The target group, typically 14- to 25-year-olds, is almost entirely a new category of customers for book stores. “The group that was missing in our stores—the college-going crowd—has discovered book stores now. I had two kinds of customers—children up to 14 years and then adults, 25-year-plus readers. This group, in between, was one that never walked in to book stores earlier. They have limited spending power, they don’t want to read heavy fiction and they don’t want to pay Rs350 to buy a book. This has clearly worked for them,” Balakrishnan says. The fact that a vibrant and visible young adult category is missing in most Indian book stores adds to sales in mass market fiction.
Though Bhagat is still the king of the genre with his latest 2 States being the single largest title sold in most book stores last year, most new mass-market fiction is written by first-time authors. So they write about what they know. But the quality of writing in the manuscripts that publishers receive is far superior to what it used to be. “In the past, there was this strange notion that a popular book need not be a well-written book. That has changed now,” says Singh. Literary fiction readers be warned, though—most mass-market fiction leaves you questioning the author’s sanity.
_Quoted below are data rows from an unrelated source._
//! API Error Types
//!
//! Defines error types for the API layer and implements conversion
//! to HTTP responses with appropriate status codes.

use axum::{
    http::StatusCode,
    response::{IntoResponse, Response},
    Json,
};
use serde::Serialize;
use thiserror::Error;

use crate::events::{RangeError, StoreError};

/// Message returned for every rejected credential; never varies with the data
pub const UNAUTHORIZED_MESSAGE: &str = "Unauthorized";

/// API error types
#[derive(Error, Debug)]
pub enum ApiError {
    /// Request validation failed
    #[error("Validation error: {0}")]
    Validation(String),

    /// Missing or wrong dashboard credential
    #[error("{}", UNAUTHORIZED_MESSAGE)]
    Unauthorized,

    /// Resource not found
    #[error("Not found: {0}")]
    NotFound(String),

    /// Event store error
    #[error("{0}")]
    Store(#[from] StoreError),

    /// Unparseable or inverted date bounds
    #[error("Invalid date range: {0}")]
    Range(#[from] RangeError),

    /// Internal server error
    #[error("Internal error: {0}")]
    Internal(String),

    /// IO error
    #[error("IO error: {0}")]
    Io(#[from] std::io::Error),
}

/// Error response body
#[derive(Serialize)]
pub struct ErrorResponse {
    pub error: ErrorBody,
    pub request_id: String,
}

/// Error details
#[derive(Serialize)]
pub struct ErrorBody {
    pub code: String,
    pub message: String,
}

impl ApiError {
    fn status_and_code(&self) -> (StatusCode, &'static str) {
        match self {
            ApiError::Validation(_) | ApiError::Range(_) => {
                (StatusCode::BAD_REQUEST, "VALIDATION_ERROR")
            }
            ApiError::Unauthorized => (StatusCode::UNAUTHORIZED, "UNAUTHORIZED"),
            ApiError::NotFound(_) => (StatusCode::NOT_FOUND, "NOT_FOUND"),
            ApiError::Store(StoreError::Validation(_)) => {
                (StatusCode::BAD_REQUEST, "VALIDATION_ERROR")
            }
            ApiError::Store(StoreError::BackendUnavailable { .. }) => {
                (StatusCode::SERVICE_UNAVAILABLE, "BACKEND_UNAVAILABLE")
            }
            ApiError::Store(_) => (StatusCode::INTERNAL_SERVER_ERROR, "STORE_ERROR"),
            ApiError::Internal(_) => (StatusCode::INTERNAL_SERVER_ERROR, "INTERNAL_ERROR"),
            ApiError::Io(_) => (StatusCode::INTERNAL_SERVER_ERROR, "IO_ERROR"),
        }
    }
}

impl IntoResponse for ApiError {
    fn into_response(self) -> Response {
        let (status, code) = self.status_and_code();

        let request_id = uuid::Uuid::new_v4().to_string();

        if status.is_server_error() {
            tracing::error!(
                request_id = %request_id,
                error_code = %code,
                error_message = %self,
                "API error occurred"
            );
        } else {
            tracing::warn!(
                request_id = %request_id,
                error_code = %code,
                error_message = %self,
                "Request rejected"
            );
        }

        let body = ErrorResponse {
            error: ErrorBody {
                code: code.to_string(),
                message: self.to_string(),
            },
            request_id,
        };

        (status, Json(body)).into_response()
    }
}

/// Result type for API operations
pub type ApiResult<T> = Result<T, ApiError>;

#[cfg(test)]
mod tests {
    use super::*;

    #[test]
    fn test_status_mapping() {
        assert_eq!(
            ApiError::Validation("x".into()).status_and_code().0,
            StatusCode::BAD_REQUEST
        );
        assert_eq!(
            ApiError::Store(StoreError::Validation("id is required".into()))
                .status_and_code()
                .0,
            StatusCode::BAD_REQUEST
        );
        assert_eq!(
            ApiError::Store(StoreError::unavailable("sqlite", "locked"))
                .status_and_code()
                .0,
            StatusCode::SERVICE_UNAVAILABLE
        );
        assert_eq!(
            ApiError::Unauthorized.status_and_code(),
            (StatusCode::UNAUTHORIZED, "UNAUTHORIZED")
        );
    }

    #[test]
    fn test_unauthorized_message_is_fixed() {
        assert_eq!(ApiError::Unauthorized.to_string(), UNAUTHORIZED_MESSAGE);
    }
}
Writing is not the primary profession for most of these writers. This is just something they enjoy and do on the side. Which works just as well, there’s not much money to be made from it. “Though I have written since I was a child, in 2005 I started a blog. And I got a lot of positive feedback about my writing. The important thing was this was not coming from family and friends, but from strangers. So that was hugely encouraging,” says Shetty. Though he had written three books before Love over Coffee, he did not consider publishing them. When the fourth was done, he sent the manuscript to a friend in the US whose wife worked in publishing, and her feedback encouraged him to seek a publisher. Within three months of him submitting his manuscript, Penguin called back with a deal.
Love over Coffee, according to Crossword Bookstore’s data, is the best-selling of the three Metro Reads titles. Despite this, Shetty is not planning to quit his job and become a full-time writer. And surprisingly, it’s not his dream either. “Eventually, I would like to start a school and teach. Writing will always be on the side,” he says.
The logical step forward is to assume that mass-market fiction will continue to hook young Indian readers and that would be the trigger for an explosion of literary fiction in India. That a 22-year-old would read Five Point Someone and then move on to The Catcher in the Rye. But that’s not happening, at least not yet. With the success of 3 Idiots and Bollywood film-makers’ interest in a good script born out of a popular book, what the young Indian is saying is, “I’ve read the book, now show me the movie.”